Kulturprogramm hat Federn gelassen
Das Kulturprogramm der Stadt Leoben für 2010/2011 wartet mit klaren Höhepunkten auf - obwohl im Vergleich zum vergangenen Programm 20 Prozent des Budgets eingespart wurden.
Auf 55 Seiten entblättert der druckfrische Folder das neue Kulturprogramm der Stadt Leoben für die kommende Saison 2010/2011. Das Kinderprogramm eingeschlossen umfasst der Plan knapp 100 Veranstaltungen, die das Kulturmanagement auf die Beine gestellt hat. Dieser Tage geht der Folder per Post an alle Haushalte der Montanstadt sowie an die der nächstgelegenen Umlandgemeinden. Auch auf der Homepage www.leoben.at ist das breite Spektrum der Kulturveranstaltungen bereits online.
"Insgesamt wendet die Stadt Leoben für das Kulturprogramm der Saison 2010/2011 einen Betrag von etwa 315.000 Euro auf. Finanziell hat das Kulturprogramm ein wenig Federn lassen müssen. Aber nicht bei der Qualität, da konnten wir trotzdem zulegen", erklärt Bürgermeister Matthias Konrad. 20 Prozent seien im Vergleich zum Vorjahr eingespart worden. "Es wird immer schwieriger, Geld aufzustellen. Besonders in den vergangenen zwei Jahren, die im Zeichen der Wirtschaftskrise standen", räumt auch Kulturmanager Gerhard Samberger ein.
Verzicht
Auf die traditionelle Operetten-Eigenproduktion werde erstmals verzichtet: "Der Bettelstudent wird vom Operettentheater Salzburg gespielt. Das ist eine gute Möglichkeit, nachdem die Akteure der Eigenproduktion auch nicht mehr so gut zusammenarbeiten konnten wie zu Beginn", meint Samberger. Im Stadttheater wird es außerdem Aufführungen des Volkstheaters Wien und der Komödie Graz geben. Klassikliebhaber kommen bei Konzerten mit dem Sorbischen Nationalorchester sowie dem Stadt- und Universitätsorchester auf ihre Kosten.
Szene Leoben
Das Programm "Szene Leoben" spannt einen Bogen von Jazz über Blues, von Musical bis hin zu Top-Kabarett mit Thomas Stipsits und Alf Poier.
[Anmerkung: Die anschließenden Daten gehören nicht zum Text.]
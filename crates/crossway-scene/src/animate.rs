//! Transform & interpolation engine
//!
//! Runs once per render frame, before draw-call submission: advances every
//! vehicle's interpolation cycle and writes the resulting position back to
//! its transform. Wheels are rigid followers - their transforms are derived
//! from the owning vehicle on demand, never advanced independently.

use crate::entity::{Entity, KindData};
use crate::pool::ScenePool;
use crossway_core::Transform;

/// Advance interpolated motion for every entity that supports it
pub fn advance_motion(pool: &mut ScenePool) {
    for vehicle in pool.vehicles.iter_mut() {
        if let KindData::Vehicle { motion, .. } = &mut vehicle.data {
            vehicle.transform.position = motion.advance();
        }
    }
}

/// Transforms for a vehicle's four owned wheels at its current position.
///
/// Each wheel sits at `vehicle.position + wheel.offset` with the vehicle's
/// own rotation - wheels snap to the already-interpolated body every frame,
/// so they can never drift. Returns None for non-vehicle entities.
pub fn wheel_transforms(vehicle: &Entity) -> Option<[Transform; 4]> {
    let KindData::Vehicle { wheels, .. } = &vehicle.data else {
        return None;
    };
    Some(wheels.map(|wheel| Transform {
        position: vehicle.transform.position + wheel.offset,
        rotation: vehicle.transform.rotation,
        scale: vehicle.transform.scale,
    }))
}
Ein besonderer Leckerbissen ist die Österreichpremiere des deutschen Comedystars Ingo Appelt, der sein neues Programm "Männer muss man schlagen" präsentiert. Ausstellungen, Lesungen, wie etwa mit Martin Weinek, und Brauchtumsveranstaltungen runden das Kulturprogramm ab. Die Abos für die Kindermusikreihe "Sing Sala Bing" seien bereits fast wieder ausverkauft, so Samberger.
Erfolg
Ein weiterer Punkt: Das museumspädagogische Angebot im MuseumsCenter. "Hier sprechen wir in erster Linie Kinder im Alter von sechs bis zwölf Jahren an. Und der Erfolg gibt uns Recht", so Susanne Leitner-Böchzelt, Leiterin des MuseumsCenter. Um die Altersgruppe von zehn bis 14 Jahre verstärkt anzusprechen, biete man im neuen Kulturprogramm einen Fotoworkshop mit Fotografenmeister Armin Russold, Kulturpreisträger der Stadt, sowie einen Malworkshop mit dem Mauterner Künstler Gottfried Leitner an.
"Man muss betonen, dass das Kulturprogramm der Stadt nur einen Teil der Veranstaltungen in Leoben darstellt. Es gibt darüber hinaus eine Menge weiterer Veranstaltungen, die von uns auch so gut wie möglich unterstützt werden", meint Kulturstadtrat Franz Valland. Die Ausstellungen über Alexander den Großen in der Kunsthalle hält bei 35.000 Besuchern und gehe nach Leoben weiter nach Madrid, erzählt Konrad.